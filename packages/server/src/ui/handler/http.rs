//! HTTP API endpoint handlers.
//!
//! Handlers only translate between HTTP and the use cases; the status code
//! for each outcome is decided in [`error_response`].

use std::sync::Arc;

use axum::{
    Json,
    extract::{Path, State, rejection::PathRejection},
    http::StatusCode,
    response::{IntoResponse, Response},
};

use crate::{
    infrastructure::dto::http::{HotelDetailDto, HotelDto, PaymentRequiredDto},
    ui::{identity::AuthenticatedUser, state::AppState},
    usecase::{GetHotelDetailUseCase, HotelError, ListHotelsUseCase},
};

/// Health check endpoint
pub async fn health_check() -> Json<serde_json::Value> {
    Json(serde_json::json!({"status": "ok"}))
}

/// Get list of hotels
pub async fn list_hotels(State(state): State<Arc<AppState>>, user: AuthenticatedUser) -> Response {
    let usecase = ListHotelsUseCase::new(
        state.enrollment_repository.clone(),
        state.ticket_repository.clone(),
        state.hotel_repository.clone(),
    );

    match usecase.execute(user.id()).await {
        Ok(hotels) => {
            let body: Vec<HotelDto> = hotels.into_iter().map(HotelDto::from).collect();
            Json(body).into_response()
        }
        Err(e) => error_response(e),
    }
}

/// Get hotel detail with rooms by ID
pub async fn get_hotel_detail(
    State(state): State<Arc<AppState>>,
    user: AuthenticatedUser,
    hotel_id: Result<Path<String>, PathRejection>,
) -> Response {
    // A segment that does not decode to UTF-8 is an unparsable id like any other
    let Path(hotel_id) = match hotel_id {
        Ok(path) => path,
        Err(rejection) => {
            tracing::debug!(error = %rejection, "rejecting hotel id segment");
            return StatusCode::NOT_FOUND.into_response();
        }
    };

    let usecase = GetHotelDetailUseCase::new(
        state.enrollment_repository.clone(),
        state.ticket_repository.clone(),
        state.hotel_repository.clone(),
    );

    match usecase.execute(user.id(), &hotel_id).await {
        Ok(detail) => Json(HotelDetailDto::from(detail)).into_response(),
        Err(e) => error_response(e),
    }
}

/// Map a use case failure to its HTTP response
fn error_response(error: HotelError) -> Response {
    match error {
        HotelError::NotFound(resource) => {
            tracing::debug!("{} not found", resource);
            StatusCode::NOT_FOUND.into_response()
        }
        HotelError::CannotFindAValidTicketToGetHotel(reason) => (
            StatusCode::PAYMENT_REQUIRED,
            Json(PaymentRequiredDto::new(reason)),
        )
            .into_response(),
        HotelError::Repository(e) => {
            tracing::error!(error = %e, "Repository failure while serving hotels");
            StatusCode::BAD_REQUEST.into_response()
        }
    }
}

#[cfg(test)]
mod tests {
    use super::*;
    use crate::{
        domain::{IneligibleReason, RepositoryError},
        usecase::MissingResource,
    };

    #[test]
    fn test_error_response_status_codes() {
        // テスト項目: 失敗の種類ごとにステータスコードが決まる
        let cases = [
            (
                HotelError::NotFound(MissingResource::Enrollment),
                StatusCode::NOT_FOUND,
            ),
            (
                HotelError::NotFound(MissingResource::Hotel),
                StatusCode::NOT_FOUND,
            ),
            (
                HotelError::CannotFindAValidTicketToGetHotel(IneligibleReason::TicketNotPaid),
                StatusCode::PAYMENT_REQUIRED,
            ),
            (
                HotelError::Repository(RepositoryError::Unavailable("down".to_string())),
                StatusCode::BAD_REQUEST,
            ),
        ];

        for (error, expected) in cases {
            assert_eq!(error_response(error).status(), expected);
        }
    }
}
++++++++++
* EXERCISE BRIEF
The entries shown above should be copied out word for word.

* OUTPUT
filename packages/server/src/ui/handler/http.rs
//! HTTP API endpoint handlers.
//!
//! Handlers only translate between HTTP and the use cases; the status code
//! for each outcome is decided in [`error_response`].

use std::sync::Arc;

use axum::{
    Json,
    extract::{Path, State, rejection::PathRejection},
    http::StatusCode,
    response::{IntoResponse, Response},
};

use crate::{
    infrastructure::dto::http::{HotelDetailDto, HotelDto, PaymentRequiredDto},
    ui::{identity::AuthenticatedUser, state::AppState},
    usecase::{GetHotelDetailUseCase, HotelError, ListHotelsUseCase},
};

/// Health check endpoint
pub async fn health_check() -> Json<serde_json::Value> {
    Json(serde_json::json!({"status": "ok"}))
}

/// Get list of hotels
pub async fn list_hotels(State(state): State<Arc<AppState>>, user: AuthenticatedUser) -> Response {
    let usecase = ListHotelsUseCase::new(
        state.enrollment_repository.clone(),
        state.ticket_repository.clone(),
        state.hotel_repository.clone(),
    );

    match usecase.execute(user.id()).await {
        Ok(hotels) => {
            let body: Vec<HotelDto> = hotels.into_iter().map(HotelDto::from).collect();
            Json(body).into_response()
        }
        Err(e) => error_response(e),
    }
}

/// Get hotel detail with rooms by ID
pub async fn get_hotel_detail(
    State(state): State<Arc<AppState>>,
    user: AuthenticatedUser,
    hotel_id: Result<Path<String>, PathRejection>,
) -> Response {
    // A segment that does not decode to UTF-8 is an unparsable id like any other
    let Path(hotel_id) = match hotel_id {
        Ok(path) => path,
        Err(rejection) => {
            tracing::debug!(error = %rejection, "rejecting hotel id segment");
            return StatusCode::NOT_FOUND.into_response();
        }
    };

    let usecase = GetHotelDetailUseCase::new(
        state.enrollment_repository.clone(),
        state.ticket_repository.clone(),
        state.hotel_repository.clone(),
    );

    match usecase.execute(user.id(), &hotel_id).await {
        Ok(detail) => Json(HotelDetailDto::from(detail)).into_response(),
        Err(e) => error_response(e),
    }
}

/// Map a use case failure to its HTTP response
fn error_response(error: HotelError) -> Response {
    match error {
        HotelError::NotFound(resource) => {
            tracing::debug!("{} not found", resource);
            StatusCode::NOT_FOUND.into_response()
        }
        HotelError::CannotFindAValidTicketToGetHotel(reason) => (
            StatusCode::PAYMENT_REQUIRED,
            Json(PaymentRequiredDto::new(reason)),
        )
            .into_response(),
        HotelError::Repository(e) => {
            tracing::error!(error = %e, "Repository failure while serving hotels");
            StatusCode::BAD_REQUEST.into_response()
        }
    }
}

#[cfg(test)]
mod tests {
    use super::*;
    use crate::{
        domain::{IneligibleReason, RepositoryError},
        usecase::MissingResource,
    };

    #[test]
    fn test_error_response_status_codes() {
        // テスト項目: 失敗の種類ごとにステータスコードが決まる
        let cases = [
            (
                HotelError::NotFound(MissingResource::Enrollment),
                StatusCode::NOT_FOUND,
            ),
            (
                HotelError::NotFound(MissingResource::Hotel),
                StatusCode::NOT_FOUND,
            ),
            (
                HotelError::CannotFindAValidTicketToGetHotel(IneligibleReason::TicketNotPaid),
                StatusCode::PAYMENT_REQUIRED,
            ),
            (
                HotelError::Repository(RepositoryError::Unavailable("down".to_string())),
                StatusCode::BAD_REQUEST,
            ),
        ];

        for (error, expected) in cases {
            assert_eq!(error_response(error).status(), expected);
        }
    }
}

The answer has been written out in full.